__ASSIGNMENT__.
Copy each line below containing "found".

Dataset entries
//! Adapter initialization and device discovery
//!
//! Discovery runs in central role only: scan, match the configured address
//! (or the advertised name prefix for open-ended scans), and hand the
//! peripheral to [`client::BleRestDevice`](crate::client::BleRestDevice).

use std::time::Duration;

use btleplug::api::{Central, CentralEvent, Manager as _, Peripheral as _, ScanFilter};
use btleplug::platform::{Adapter, Manager, Peripheral};
use futures::stream::StreamExt;
use tracing::{debug, info};

use hatchrest_core::DeviceError;

use crate::protocol::{normalize_address, ADVERTISED_NAME_PREFIX};

// ----------------------------------------------------------------------------
// Adapter Setup
// ----------------------------------------------------------------------------

/// First available BLE adapter on this host.
pub async fn default_adapter() -> Result<Adapter, DeviceError> {
    let manager = Manager::new()
        .await
        .map_err(|e| DeviceError::AdapterNotAvailable {
            reason: e.to_string(),
        })?;

    let adapters = manager
        .adapters()
        .await
        .map_err(|e| DeviceError::AdapterNotAvailable {
            reason: e.to_string(),
        })?;

    adapters
        .into_iter()
        .next()
        .ok_or_else(|| DeviceError::AdapterNotAvailable {
            reason: "no adapters found".to_owned(),
        })
}

// ----------------------------------------------------------------------------
// Discovery
// ----------------------------------------------------------------------------

/// A Hatch Rest seen during an open-ended scan
#[derive(Debug, Clone)]
pub struct DiscoveredRest {
    pub name: String,
    pub address: String,
    pub rssi: Option<i16>,
}

/// Scan for the peripheral with the given hardware address.
///
/// Returns `None` when the scan window closes without a match; the caller
/// decides whether that is fatal (setup treats it as not-ready).
pub async fn find_by_address(
    adapter: &Adapter,
    address: &str,
    scan_window: Duration,
) -> Result<Option<Peripheral>, DeviceError> {
    let wanted = normalize_address(address);
    debug!(address = %wanted, "scanning for device");

    let mut events = adapter.events().await.map_err(|e| DeviceError::ScanFailed {
        reason: e.to_string(),
    })?;
    adapter
        .start_scan(ScanFilter::default())
        .await
        .map_err(|e| DeviceError::ScanFailed {
            reason: e.to_string(),
        })?;

    // The event stream only reports newly seen peripherals; check the
    // adapter cache first for a device discovered by an earlier scan.
    let mut found = cached_peripheral(adapter, &wanted).await?;

    if found.is_none() {
        let matched = tokio::time::timeout(scan_window, async {
            while let Some(event) = events.next().await {
                if let CentralEvent::DeviceDiscovered(id) = event {
                    if let Ok(peripheral) = adapter.peripheral(&id).await {
                        if normalize_address(&peripheral.address().to_string()) == wanted {
                            return Some(peripheral);
                        }
                    }
                }
            }
            None
        })
        .await;
        found = matched.unwrap_or(None);
    }

    if let Err(e) = adapter.stop_scan().await {
        debug!("failed to stop scan: {e}");
    }

    match &found {
        Some(_) => info!(address = %wanted, "device found"),
        None => debug!(address = %wanted, "scan window closed without a match"),
    }
    Ok(found)
}

/// List nearby peripherals advertising as a Hatch Rest.
pub async fn scan_for_devices(
    adapter: &Adapter,
    duration: Duration,
) -> Result<Vec<DiscoveredRest>, DeviceError> {
    adapter
        .start_scan(ScanFilter::default())
        .await
        .map_err(|e| DeviceError::ScanFailed {
            reason: e.to_string(),
        })?;

    tokio::time::sleep(duration).await;

    let peripherals = adapter
        .peripherals()
        .await
        .map_err(|e| DeviceError::ScanFailed {
            reason: e.to_string(),
        })?;

    let mut found = Vec::new();
    for peripheral in peripherals {
        if let Ok(Some(properties)) = peripheral.properties().await {
            if let Some(name) = properties.local_name {
                if name.starts_with(ADVERTISED_NAME_PREFIX) {
                    found.push(DiscoveredRest {
                        name,
                        address: peripheral.address().to_string(),
                        rssi: properties.rssi,
                    });
                }
            }
        }
    }

    if let Err(e) = adapter.stop_scan().await {
        debug!("failed to stop scan: {e}");
    }

    info!("scan finished, {} device(s) found", found.len());
    Ok(found)
}

async fn cached_peripheral(
    adapter: &Adapter,
    wanted: &str,
) -> Result<Option<Peripheral>, DeviceError> {
    let peripherals = adapter
        .peripherals()
        .await
        .map_err(|e| DeviceError::ScanFailed {
            reason: e.to_string(),
        })?;

    for peripheral in peripherals {
        if normalize_address(&peripheral.address().to_string()) == wanted {
            return Ok(Some(peripheral));
        }
    }
    Ok(None)
}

__EXERCISE OUTPUT__.
            reason: "no adapters found".to_owned(),
    let mut found = cached_peripheral(adapter, &wanted).await?;
    if found.is_none() {
        found = matched.unwrap_or(None);
    match &found {
        Some(_) => info!(address = %wanted, "device found"),
    Ok(found)
    let mut found = Vec::new();
                    found.push(DiscoveredRest {
    info!("scan finished, {} device(s) found", found.len());
    Ok(found)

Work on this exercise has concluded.